Picture: 123RF/RA2 STUDIO
Picture: 123RF/RA2 STUDIO

SAs telecoms companies (telcos) need to rapidly evolve by adding additional services for a new mobile working and learning world to stay relevant and profitable.

The legacy business model of telcos, which has long sold data and SMS packages to consumers, is no longer enough on its own — a fact that has been brought in to stark relief throughout the Covid-19 lockdown.

In SA, the telecoms industry is mostly a business-to-consumer  (B2C) service. During the lockdown, most telco stores were forced to close. As people were unable to do the normal interactions with their providers, such as SIM activations and SIM swaps, call centres were under pressure.  

There was likely also less demand for general telco offerings. People switched to using collaborative online work services, such as Microsoft Teams, Zoom, and Googles G-Suite for messaging, video conferencing and voice calls. Telcos, were elbowed to the side.

Telcos, like many other businesses impacted but the coronavirus pandemic, are likely to face cash flow and cost management pressures if they remain as just a “pipe” for calls, messages and data.

As the working world has now changed for good, telcos must become much smarter and see themselves as problem-solvers for remote workers and businesses that are struggling to adapt. The world has changed, so they too need to change, or risk being left behind.

But they now have an opportunity for a new growth story as a much wider digital services provider.

It begs the question whether bricks-and-mortar schools are really necessary when learners could simply go online for their lessons

Lockdowns the world over amounted, in effect, to a global social experiment and the outcomes were revealing. Many companies have told workers they should become permanent remote workers. There is therefore an unprecedented opportunity to service the remote work force as the business enterprise changes to offer business to business (B2B) services on a large scale.

Globally, a significant widening of the traditional telecoms basket of services to a deeper ICT portfolio, and greater adoption of these solutions as businesses go digital, are forecast.

For instance, telcos could provide services different from but adjacent to their core offering, such as enterprise data analytics, cyber-security, cloud services, and payments services enabled by blockchain. They can also help companies manage cash flow better and bring costs down, which will be a widespread challenge as the global economy struggles to recover.

As these services mature and become more common in the future, SA operators are likely to need greater numbers of people and expertise to support the demand at scale. 

Education and healthcare offer further opportunities for telcos. Weve seen children the world over adapt well to online classes and remote schooling. Many universities have opted to delay physical classes until mid-2021; perhaps longer. Many may adapt their teaching models permanently.

In SA it has been exciting to see how the sector has positively contributed to the education crisis caused by Covid-19 by ensuring that learners across the country, especially the matric pupils in public schools, arent negatively impacted by the social-distancing regulations in place.

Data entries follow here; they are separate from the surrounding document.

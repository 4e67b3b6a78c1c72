//! Page ownership registry.
//!
//! At most one agent may drive a given page. Whoever constructs agents holds
//! a [`PageRegistry`] and every agent keeps the [`PageLease`] it was granted
//! until disposal.

use std::collections::HashSet;
use std::sync::Arc;

use parking_lot::Mutex;
use tracing::debug;

use chaant_protocols::{AgentError, PageId};

#[derive(Debug, Clone, Default)]
pub struct PageRegistry {
    claimed: Arc<Mutex<HashSet<PageId>>>,
}

impl PageRegistry {
    pub fn new() -> Self {
        Self::default()
    }

    /// Claim `page` exclusively. Fails with `PageAlreadyAttached` when
    /// another lease on it is still alive.
    pub fn claim(&self, page: &PageId) -> Result<PageLease, AgentError> {
        let mut claimed = self.claimed.lock();
        if !claimed.insert(page.clone()) {
            return Err(AgentError::PageAlreadyAttached(page.to_string()));
        }
        debug!("Page {} claimed", page);
        Ok(PageLease {
            page: page.clone(),
            claimed: self.claimed.clone(),
            released: false,
        })
    }

    pub fn is_claimed(&self, page: &PageId) -> bool {
        self.claimed.lock().contains(page)
    }

    pub fn len(&self) -> usize {
        self.claimed.lock().len()
    }

    pub fn is_empty(&self) -> bool {
        self.claimed.lock().is_empty()
    }
}

/// An exclusive claim on a page. Released on [`release`](Self::release) or drop.
#[derive(Debug)]
pub struct PageLease {
    page: PageId,
    claimed: Arc<Mutex<HashSet<PageId>>>,
    released: bool,
}

impl PageLease {
    pub fn page_id(&self) -> &PageId {
        &self.page
    }

    pub fn release(mut self) {
        self.release_inner();
    }

    fn release_inner(&mut self) {
        if !self.released {
            self.released = true;
            self.claimed.lock().remove(&self.page);
            debug!("Page {} released", self.page);
        }
    }
}

impl Drop for PageLease {
    fn drop(&mut self) {
        self.release_inner();
    }
}
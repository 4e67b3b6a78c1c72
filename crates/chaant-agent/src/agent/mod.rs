//! The chess.com agent state machine.
//!
//! One [`ChesscomAgent`] owns one page exclusively. All turn bookkeeping keys
//! off a single expected ply counter: the agent may move once the page has
//! played `counter` plies, and a move is confirmed once it has played
//! `counter + 1`.

mod moves;
mod play;
mod turn;
mod watcher;

use std::sync::Arc;

use async_trait::async_trait;
use parking_lot::{Mutex, RwLock};
use tokio::task::JoinHandle;
use tracing::{error, info, warn};

use chaant_config::AgentConfig;
use chaant_protocols::{
    AgentError, AgentFailure, AgentResult, AgentState, BotProfile, ChessAgent, ChessPage, Color,
    EvaluatesMoveLegality, GameOverHandler, ListenerGuard, MoveListener, PageId, PlayState,
    ResolvedMove, TimeControl,
};

use crate::listeners::ListenerSet;
use crate::registry::{PageLease, PageRegistry};

#[derive(Debug, Clone, Copy)]
struct Snapshot {
    state: AgentState,
    play: PlayState,
    color: Option<Color>,
    /// Plies the page must have played before it is this agent's turn.
    counter: u32,
}

pub(crate) struct AgentInner {
    page: Arc<dyn ChessPage>,
    page_id: PageId,
    config: AgentConfig,
    shared: RwLock<Snapshot>,
    listeners: ListenerSet,
    game_over: RwLock<Option<GameOverHandler>>,
    lease: Mutex<Option<PageLease>>,
    watcher: Mutex<Option<JoinHandle<()>>>,
}

/// Agent driving one chess.com page.
pub struct ChesscomAgent {
    inner: Arc<AgentInner>,
}

impl ChesscomAgent {
    /// Bind a new agent to `page`, claiming it in `registry`.
    pub fn attach(
        page: Arc<dyn ChessPage>,
        registry: &PageRegistry,
        config: AgentConfig,
    ) -> Result<Self, AgentError> {
        let page_id = page.page_id();
        let lease = registry.claim(&page_id)?;
        info!("Agent attached to page {}", page_id);

        Ok(Self {
            inner: Arc::new(AgentInner {
                page,
                page_id,
                config,
                shared: RwLock::new(Snapshot {
                    state: AgentState::Idle,
                    play: PlayState::NotPlaying,
                    color: None,
                    counter: 0,
                }),
                listeners: ListenerSet::default(),
                game_over: RwLock::new(None),
                lease: Mutex::new(Some(lease)),
                watcher: Mutex::new(None),
            }),
        })
    }

    pub fn page_id(&self) -> &PageId {
        &self.inner.page_id
    }

    /// Plies the page must reach before it is this agent's turn.
    pub fn move_counter(&self) -> u32 {
        self.inner.shared.read().counter
    }

    /// Play already resolved squares, bypassing notation.
    pub async fn move_by_square(&self, mv: ResolvedMove) -> AgentResult<AgentState> {
        self.inner.move_by_square(mv).await
    }
}

impl AgentInner {
    fn status(&self) -> AgentState {
        self.shared.read().state
    }

    fn play_state(&self) -> PlayState {
        self.shared.read().play
    }

    fn color(&self) -> Result<Color, AgentError> {
        self.shared.read().color.ok_or(AgentError::ColorUndefined)
    }

    fn publish(&self, state: AgentState) -> AgentState {
        let previous = std::mem::replace(&mut self.shared.write().state, state);
        if previous != state {
            if state.is_terminal() {
                error!("Agent on page {} is out of reach", self.page_id);
            } else {
                info!("Agent state {} -> {}", previous, state);
            }
        }
        state
    }

    /// Pair `cause` with the published state, escalating transport failures.
    fn fail(&self, cause: AgentError) -> AgentFailure {
        let state = match cause {
            AgentError::AgentUnreachable(_) => self.publish(AgentState::BrowserPageOutOfReach),
            _ => self.status(),
        };
        AgentFailure::new(cause, state)
    }

    fn fail_with(&self, cause: AgentError, state: AgentState) -> AgentFailure {
        AgentFailure::new(cause, self.publish(state))
    }

    /// The game ended: stop playing and tell whoever asked to know.
    fn end_game(&self) {
        let was_playing = {
            let mut shared = self.shared.write();
            let was = shared.play.is_playing();
            shared.play = PlayState::NotPlaying;
            shared.state = AgentState::Idle;
            was
        };
        if was_playing {
            info!("Game over on page {}", self.page_id);
            let handler = self.game_over.read().clone();
            if let Some(handler) = handler {
                handler();
            }
        }
    }

    fn stop_watcher(&self) {
        if let Some(handle) = self.watcher.lock().take() {
            handle.abort();
        }
    }
}

impl Drop for AgentInner {
    fn drop(&mut self) {
        if let Some(handle) = self.watcher.get_mut().take() {
            handle.abort();
        }
    }
}

#[async_trait]
impl ChessAgent for ChesscomAgent {
    fn status(&self) -> AgentState {
        self.inner.status()
    }

    fn play_state(&self) -> PlayState {
        self.inner.play_state()
    }

    fn color(&self) -> Result<Color, AgentError> {
        self.inner.color()
    }

    async fn play_computer(&self, bot: &BotProfile, as_black: bool) -> AgentResult<AgentState> {
        info!(
            "Starting game against {} ({}) as {}",
            bot.name,
            bot.elo,
            if as_black { "black" } else { "white" }
        );
        self.inner.stop_watcher();
        let started = self.inner.start_computer_game(bot, as_black).await;
        self.finish_play_start(started, PlayState::AgainstComputer)
    }

    async fn play_online(&self, time_control: TimeControl) -> AgentResult<AgentState> {
        info!("Starting {} online game", time_control);
        self.inner.stop_watcher();
        let started = self.inner.start_online_game(time_control).await;
        self.finish_play_start(started, PlayState::AgainstHuman)
    }

    async fn wait_turn(&self) -> AgentResult<AgentState> {
        self.inner.wait_turn().await
    }

    async fn move_piece(&self, notation: &str) -> AgentResult<AgentState> {
        self.inner.move_piece(notation).await
    }

    async fn last_move(&self) -> AgentResult<String> {
        let history = self
            .inner
            .page
            .history_sans()
            .await
            .map_err(|e| self.inner.fail(e.into()))?;
        Ok(history.last().map(|m| m.to_lowercase()).unwrap_or_default())
    }

    async fn agent_last_move(&self) -> AgentResult<String> {
        let color = self.inner.color().map_err(|e| self.inner.fail(e))?;
        let history = self
            .inner
            .page
            .history_sans()
            .await
            .map_err(|e| self.inner.fail(e.into()))?;
        Ok(last_ply_of(&history, color).unwrap_or_default())
    }

    fn on_move(&self, listener: MoveListener) -> ListenerGuard {
        self.inner.listeners.add(listener)
    }

    fn set_game_over_handler(&self, handler: GameOverHandler) {
        *self.inner.game_over.write() = Some(handler);
    }

    async fn dispose(&self) -> AgentResult<()> {
        self.inner.stop_watcher();
        if let Some(lease) = self.inner.lease.lock().take() {
            lease.release();
        }
        {
            let mut shared = self.inner.shared.write();
            shared.play = PlayState::NotPlaying;
            shared.color = None;
        }
        info!("Disposing agent on page {}", self.inner.page_id);
        self.inner.page.close().await.map_err(|e| {
            warn!("Closing page {} failed: {}", self.inner.page_id, e);
            self.inner.fail(e.into())
        })
    }
}

#[async_trait]
impl EvaluatesMoveLegality for ChesscomAgent {
    async fn evaluate_move(&self, notation: &str) -> AgentResult<ResolvedMove> {
        self.inner.evaluate_move(notation).await
    }
}

impl ChesscomAgent {
    fn finish_play_start(
        &self,
        started: Result<Color, AgentError>,
        mode: PlayState,
    ) -> AgentResult<AgentState> {
        let color = match started {
            Ok(color) => color,
            Err(cause) => {
                let state = cause.play_start_state();
                warn!("Game start failed: {}", cause);
                return Err(self.inner.fail_with(cause, state));
            }
        };

        let state = match color {
            Color::Black => AgentState::FirstWaitingTurn,
            Color::White => AgentState::TakingTurn,
        };
        {
            let mut shared = self.inner.shared.write();
            shared.color = Some(color);
            shared.counter = if color.is_black() { 1 } else { 0 };
            shared.play = mode;
        }
        self.inner.publish(state);
        watcher::spawn(&self.inner);
        info!("Playing {} as {}", mode, color);
        Ok(state)
    }
}

/// Most recent ply made by `color`, lowercased.
fn last_ply_of(history: &[String], color: Color) -> Option<String> {
    let mut last = history.len() as i64 - 1;
    let last_is_black = last % 2 == 1;
    if last >= 0 && last_is_black != color.is_black() {
        last -= 1;
    }
    usize::try_from(last)
        .ok()
        .and_then(|idx| history.get(idx))
        .map(|m| m.to_lowercase())
}

#[cfg(test)]
#[path = "agent_tests.rs"]
mod tests;
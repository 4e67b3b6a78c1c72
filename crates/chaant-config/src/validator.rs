//! Configuration validation.

use crate::error::ConfigError;
use crate::schema::Config;

/// Validation result.
#[derive(Debug, Default)]
pub struct ValidationResult {
    pub errors: Vec<ValidationError>,
    pub warnings: Vec<ValidationWarning>,
}

impl ValidationResult {
    pub fn is_valid(&self) -> bool {
        self.errors.is_empty()
    }

    pub fn add_error(&mut self, error: ValidationError) {
        self.errors.push(error);
    }

    pub fn add_warning(&mut self, warning: ValidationWarning) {
        self.warnings.push(warning);
    }

    /// Convert the first error into a `ConfigError`.
    pub fn into_result(self) -> Result<Vec<ValidationWarning>, ConfigError> {
        match self.errors.into_iter().next() {
            Some(err) => Err(ConfigError::InvalidValue {
                field: err.path,
                message: err.message,
            }),
            None => Ok(self.warnings),
        }
    }

    /// Like [`into_result`](Self::into_result), with the first warning
    /// rejected as well.
    pub fn into_strict_result(self) -> Result<(), ConfigError> {
        let warnings = self.into_result()?;
        match warnings.into_iter().next() {
            Some(warning) => Err(ConfigError::StrictWarning {
                field: warning.path,
                message: warning.message,
            }),
            None => Ok(()),
        }
    }
}

/// A validation error.
#[derive(Debug)]
pub struct ValidationError {
    pub path: String,
    pub message: String,
}

impl ValidationError {
    pub fn new(path: impl Into<String>, message: impl Into<String>) -> Self {
        Self {
            path: path.into(),
            message: message.into(),
        }
    }
}

/// A validation warning.
#[derive(Debug)]
pub struct ValidationWarning {
    pub path: String,
    pub message: String,
}

impl ValidationWarning {
    pub fn new(path: impl Into<String>, message: impl Into<String>) -> Self {
        Self {
            path: path.into(),
            message: message.into(),
        }
    }
}

/// Configuration validator.
pub struct ConfigValidator;

impl ConfigValidator {
    /// Validate the configuration.
    pub fn validate(config: &Config) -> ValidationResult {
        let mut result = ValidationResult::default();

        Self::validate_server(config, &mut result);
        Self::validate_agent(config, &mut result);
        Self::validate_collective(config, &mut result);
        Self::validate_catalog(config, &mut result);

        result
    }

    fn validate_server(config: &Config, result: &mut ValidationResult) {
        if config.server.port == 0 {
            result.add_error(ValidationError::new("server.port", "Port cannot be 0"));
        }

        if config.server.host.is_empty() {
            result.add_error(ValidationError::new("server.host", "Host cannot be empty"));
        }

        if config.server.port == config.browser.debug_port {
            result.add_error(ValidationError::new(
                "browser.debug_port",
                "debug_port collides with server.port",
            ));
        }
    }

    fn validate_agent(config: &Config, result: &mut ValidationResult) {
        let agent = &config.agent;

        if agent.turn_timeout_secs == 0 {
            result.add_error(ValidationError::new(
                "agent.turn_timeout_secs",
                "turn_timeout_secs must be greater than 0",
            ));
        }

        if agent.settle_interval_ms == 0 {
            result.add_error(ValidationError::new(
                "agent.settle_interval_ms",
                "settle_interval_ms must be greater than 0",
            ));
        }

        if agent.confirm_timeout_ms == 0 {
            result.add_error(ValidationError::new(
                "agent.confirm_timeout_ms",
                "confirm_timeout_ms must be greater than 0",
            ));
        }

        if agent.settle_interval() > agent.turn_timeout() {
            result.add_warning(ValidationWarning::new(
                "agent.settle_interval_ms",
                "settle interval exceeds the turn timeout, page state will never be re-read",
            ));
        }

        if agent.reload_retries > 3 {
            result.add_warning(ValidationWarning::new(
                "agent.reload_retries",
                "more than 3 reloads per move may forfeit games on time",
            ));
        }
    }

    fn validate_collective(config: &Config, result: &mut ValidationResult) {
        let collective = &config.collective;

        if collective.min_window_ms > collective.max_window_ms {
            result.add_error(ValidationError::new(
                "collective.min_window_ms",
                "min_window_ms must not exceed max_window_ms",
            ));
        }

        if collective.max_votes == 0 {
            result.add_error(ValidationError::new(
                "collective.max_votes",
                "max_votes must be greater than 0",
            ));
        }

        if collective.max_window_ms / 1000 >= config.agent.turn_timeout_secs {
            result.add_warning(ValidationWarning::new(
                "collective.max_window_ms",
                "commit window is not shorter than the turn timeout",
            ));
        }
    }

    fn validate_catalog(config: &Config, result: &mut ValidationResult) {
        let url = &config.catalog.url;
        if !url.starts_with("http://") && !url.starts_with("https://") {
            result.add_error(ValidationError::new(
                "catalog.url",
                "url must start with http:// or https://",
            ));
        }
    }
}

#[cfg(test)]
#[path = "validator_tests.rs"]
mod tests;
//! Browser launch and catalog errors.

use thiserror::Error;

use chaant_protocols::SurfaceError;

use crate::cdp::CdpError;

#[derive(Debug, Error)]
pub enum BrowserError {
    #[error("Connection failed: {0}")]
    ConnectionFailed(String),

    #[error("Chrome not found. Install Google Chrome or set browser.chrome_path.")]
    ChromeNotFound,

    #[error("Failed to launch Chrome: {0}")]
    LaunchFailed(String),

    #[error("Page setup failed: {0}")]
    PageSetup(String),

    #[error("Bot catalog unavailable: {0}")]
    Catalog(String),
}

impl From<CdpError> for BrowserError {
    fn from(e: CdpError) -> Self {
        match e {
            CdpError::ConnectionFailed(msg) | CdpError::ChromeNotAvailable(msg) => {
                BrowserError::ConnectionFailed(msg)
            }
            other => BrowserError::PageSetup(other.to_string()),
        }
    }
}

impl From<SurfaceError> for BrowserError {
    fn from(e: SurfaceError) -> Self {
        BrowserError::PageSetup(e.to_string())
    }
}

It begs the question whether bricks-and-mortar schools are really necessary when learners could simply go online for their lessons. This way, time and costs could be saved. It is a massive opportunity worth exploring and could pave the way for a fundamental advance in the way learners are taught.

Telcos are also proving useful in rapidly broadcasting SMS health information to the public during the lockdown. This kind of public health service could be further expanded and used not just for emergencies but rather for ongoing communications between people and healthcare providers.

In other emerging economies, such as India, smartphone apps are used for two-way health communications with health authorities by receiving medical advice and health reporting. They have gone way beyond just receiving texts and are dynamic tools for reporting, advising and responding in almost real time to manage a nation’s health. SA now has a similar opportunity.

Since the lockdown was announced, the government has implemented many encouraging changes and reforms in telecoms to address our economic and infrastructure challenges. The department of communications and digital technologies has been successful in bringing the industry together to help resolve infrastructure problems much quicker, and to provide telecoms infrastructure support where needed.

The sector has and will continue to play a crucial role in supporting the government and the various communities in SA during the lockdown and beyond at its potential is further developed.

• Kapur is EY Africa telecommunications, media and technology leader.